- [WORK REQUEST] Look through the data below and return each line where "MyCompanies" appears.
(RECORDS FOR THIS EXERCISE begins)
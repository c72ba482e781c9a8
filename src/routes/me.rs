use axum::{
    Json, Router,
    extract::State,
    routing::{get, post},
};

use crate::{
    dto::companies::{MyCompanies, SelectCompanyRequest, SessionState},
    error::AppResult,
    middleware::auth::AuthUser,
    response::{ApiResponse, Meta},
    services::tenancy_service,
    state::AppState,
};

pub fn router() -> Router<AppState> {
    Router::new()
        .route("/companies", get(my_companies))
        .route("/session", get(current_session))
        .route(
            "/active-company",
            post(select_active_company).delete(clear_active_company),
        )
}

#[utoipa::path(
    get,
    path = "/api/me/companies",
    responses(
        (status = 200, description = "Companies the user belongs to and the current resolution", body = ApiResponse<MyCompanies>),
        (status = 401, description = "Unauthorized")
    ),
    security(("bearer_auth" = [])),
    tag = "Me"
)]
pub async fn my_companies(
    State(state): State<AppState>,
    user: AuthUser,
) -> AppResult<Json<ApiResponse<MyCompanies>>> {
    let data = tenancy_service::my_companies(&state, &user).await?;
    Ok(Json(ApiResponse::success("Companies", data, Some(Meta::empty()))))
}

#[utoipa::path(
    get,
    path = "/api/me/session",
    responses(
        (status = 200, description = "Current session state", body = ApiResponse<SessionState>),
        (status = 401, description = "Unauthorized"),
        (status = 403, description = "Scope violation")
    ),
    security(("bearer_auth" = [])),
    tag = "Me"
)]
pub async fn current_session(
    State(state): State<AppState>,
    user: AuthUser,
) -> AppResult<Json<ApiResponse<SessionState>>> {
    let data = tenancy_service::current_session(&state, &user).await?;
    Ok(Json(ApiResponse::success("Session", data, Some(Meta::empty()))))
}

#[utoipa::path(
    post,
    path = "/api/me/active-company",
    request_body = SelectCompanyRequest,
    responses(
        (status = 200, description = "Active company selected", body = ApiResponse<SessionState>),
        (status = 403, description = "Not a member of the company")
    ),
    security(("bearer_auth" = [])),
    tag = "Me"
)]
pub async fn select_active_company(
    State(state): State<AppState>,
    user: AuthUser,
    Json(payload): Json<SelectCompanyRequest>,
) -> AppResult<Json<ApiResponse<SessionState>>> {
    let data = tenancy_service::select_active_company(&state, &user, payload.company_id).await?;
    Ok(Json(ApiResponse::success(
        "Active company selected",
        data,
        Some(Meta::empty()),
    )))
}

#[utoipa::path(
    delete,
    path = "/api/me/active-company",
    responses(
        (status = 200, description = "Active company cleared", body = ApiResponse<SessionState>)
    ),
    security(("bearer_auth" = [])),
    tag = "Me"
)]
pub async fn clear_active_company(
    State(state): State<AppState>,
    user: AuthUser,
) -> AppResult<Json<ApiResponse<SessionState>>> {
    let data = tenancy_service::clear_active_company(&state, &user).await?;
    Ok(Json(ApiResponse::success(
        "Active company cleared",
        data,
        Some(Meta::empty()),
    )))
}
(RECORDS FOR THIS EXERCISE ends)
- [EXPECTED OUTPUT]
    dto::companies::{MyCompanies, SelectCompanyRequest, SessionState},
        (status = 200, description = "Companies the user belongs to and the current resolution", body = ApiResponse<MyCompanies>),
) -> AppResult<Json<ApiResponse<MyCompanies>>> {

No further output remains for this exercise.